Children, Youth and Environments
Vol. 19 No. 2 (Fall 2009)
ISSN: 1546-2250

Participatory Action Research Approaches and Methods: Connecting People, Participation and Place

Kindon, Sara and Pain, Rachel and Kesby, Mike (eds.) (2007).
Abingdon: Routledge; 260 pages. ISBN 0415405505.


The editors of this collection note that at the same time as participatory action research is rapidly becoming a leading paradigm within the social sciences, criticism of participatory approaches has intensified. Participatory techniques can be inserted into development schemes and larger research agendas that remain top-down and extractive, they can fail to acknowledge the dynamics of power, and the search for consensus and collective action can marginalize some voices. Therefore, both Part I and Part III of this book are entitled “Reflection,” in the spirit of the “action-reflection spiral” that seeks to engage with both external and internal processes of evaluation. Chapters in Part I discuss ethics, including issues related to power, safety, and making a difference in the lives of research participants and their communities. Chapters in Part III examine other fundamental aspects of practice, such as data analysis, the presentation of findings, institutional change, and the relation between action and activism. These chapters include two contributions by Caitlin Cahill, one co-authored with Maria Elena Torre, which draw on the Fed Up Honeys project with young women of 16 to 22 in the city of New York. All of these topics under the theme of “Reflection” are significant for researchers who work with any age groups, including children and youth.

Part II of the book, “Action,” describes specific projects that used a range of methodologies, and although most were conducted with adult participants, all of the methods are adaptable for use with younger ages.

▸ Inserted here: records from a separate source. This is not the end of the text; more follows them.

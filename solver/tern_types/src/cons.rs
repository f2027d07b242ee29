//! Hash-cons index for compound types.
//!
//! Maps the structural hash of a bitvector, tuple, or function shape to the
//! ids carrying that shape. Hashing is only a fast path: candidates are
//! always compared structurally against the query, so a hash collision
//! costs a bucket scan, never a wrong answer.
//!
//! Queries are borrowed shapes ([`ShapeRef`]) rather than allocated
//! descriptors, so a lookup that hits never allocates. Each shape hashes
//! under its own seed: a bitvector of width `w` and a one-element tuple
//! holding id `w` occupy different hash families.

use rustc_hash::FxHashMap;
use smallvec::SmallVec;
use tern_hash::hash_words;

use crate::desc::TypeDesc;
use crate::idx::TypeId;
use crate::kind::Kind;

/// Seed for bitvector shapes.
const BV_SEED: u32 = 0x5851_f42d;
/// Seed for tuple shapes.
const TUPLE_SEED: u32 = 0x9e37_79b9;
/// Seed for function shapes.
const FUNCTION_SEED: u32 = 0x85eb_ca6b;

/// A borrowed view of a hash-consable shape.
#[derive(Copy, Clone, Debug)]
pub(crate) enum ShapeRef<'a> {
    /// Bitvector of the given width.
    BitVector { width: u32 },
    /// Tuple with the given element types.
    Tuple { elems: &'a [TypeId] },
    /// Function signature: domain types followed by the range type.
    Function { sig: &'a [TypeId] },
}

impl ShapeRef<'_> {
    /// Structural hash of this shape.
    pub(crate) fn hash(&self) -> u32 {
        match *self {
            Self::BitVector { width } => hash_words(&[width], BV_SEED),
            Self::Tuple { elems } => hash_ids(elems, TUPLE_SEED),
            Self::Function { sig } => hash_ids(sig, FUNCTION_SEED),
        }
    }

    /// Check whether a candidate slot holds exactly this shape.
    pub(crate) fn matches(&self, kind: Kind, desc: &TypeDesc) -> bool {
        match (*self, kind, desc) {
            (Self::BitVector { width }, Kind::BitVector, TypeDesc::BitWidth(w)) => width == *w,
            (Self::Tuple { elems }, Kind::Tuple, TypeDesc::Tuple(ids)) => elems == &ids[..],
            (Self::Function { sig }, Kind::Function, TypeDesc::Function(ids)) => sig == &ids[..],
            _ => false,
        }
    }
}

/// Hash a sequence of type ids under a shape seed.
fn hash_ids(ids: &[TypeId], seed: u32) -> u32 {
    let words: SmallVec<[u32; 16]> = ids.iter().map(|id| id.raw()).collect();
    hash_words(&words, seed)
}

/// The hash-cons index.
///
/// Holds ids only — slot descriptors own the payloads. Contains exactly one
/// entry per live compound id and none for primitives, nominal types, or
/// freed slots.
#[derive(Default)]
pub(crate) struct ConsTable {
    /// Structural hash -> candidate ids. Collisions share a bucket.
    buckets: FxHashMap<u32, SmallVec<[TypeId; 1]>>,
    /// Total number of indexed ids.
    len: usize,
}

impl ConsTable {
    pub(crate) fn new() -> Self {
        Self::default()
    }

    /// Find the id whose slot satisfies `matches`, among candidates with
    /// the given structural hash.
    pub(crate) fn find(&self, hash: u32, matches: impl Fn(TypeId) -> bool) -> Option<TypeId> {
        self.buckets
            .get(&hash)?
            .iter()
            .copied()
            .find(|&id| matches(id))
    }

    /// Index a freshly constructed compound id under its structural hash.
    pub(crate) fn insert(&mut self, hash: u32, id: TypeId) {
        self.buckets.entry(hash).or_default().push(id);
        self.len += 1;
    }

    /// Remove an id from the bucket for `hash`.
    ///
    /// Returns true if the id was present. The empty bucket is dropped so
    /// the map does not accumulate tombstones across collection cycles.
    pub(crate) fn remove(&mut self, hash: u32, id: TypeId) -> bool {
        let Some(bucket) = self.buckets.get_mut(&hash) else {
            return false;
        };
        let Some(pos) = bucket.iter().position(|&cand| cand == id) else {
            return false;
        };
        bucket.swap_remove(pos);
        if bucket.is_empty() {
            self.buckets.remove(&hash);
        }
        self.len -= 1;
        true
    }

    /// Number of indexed ids.
    pub(crate) fn len(&self) -> usize {
        self.len
    }
}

They include resource use mapping, social asset mapping, diagramming, role play, visual art, theater, photovoice, video, GIS, interviews, and focus group discussions. Three of the chapters are primarily based on projects with young people. Jane Higgins, Karen Nairn and Judith Sligo identify ways that youth researching youth enhanced the outcomes of three projects in New Zealand: on student rights in schools, young people’s articulation of identities at the child/adult border, and local government initiatives to facilitate youth involvement in city life. Catherine Alexander and co-authors show how diagramming can be used to identify methods that participants find most engaging, including ways to document children’s journeys to school and youth perceptions of neighborhood crime. Mike Kesby and Fungisai Gwanzura-Ottemuller demonstrate the value of visual methods for getting difficult issues related to sexual health into the open for discussion and action in Zimbabwe, including diagramming with youth and body mapping with school children.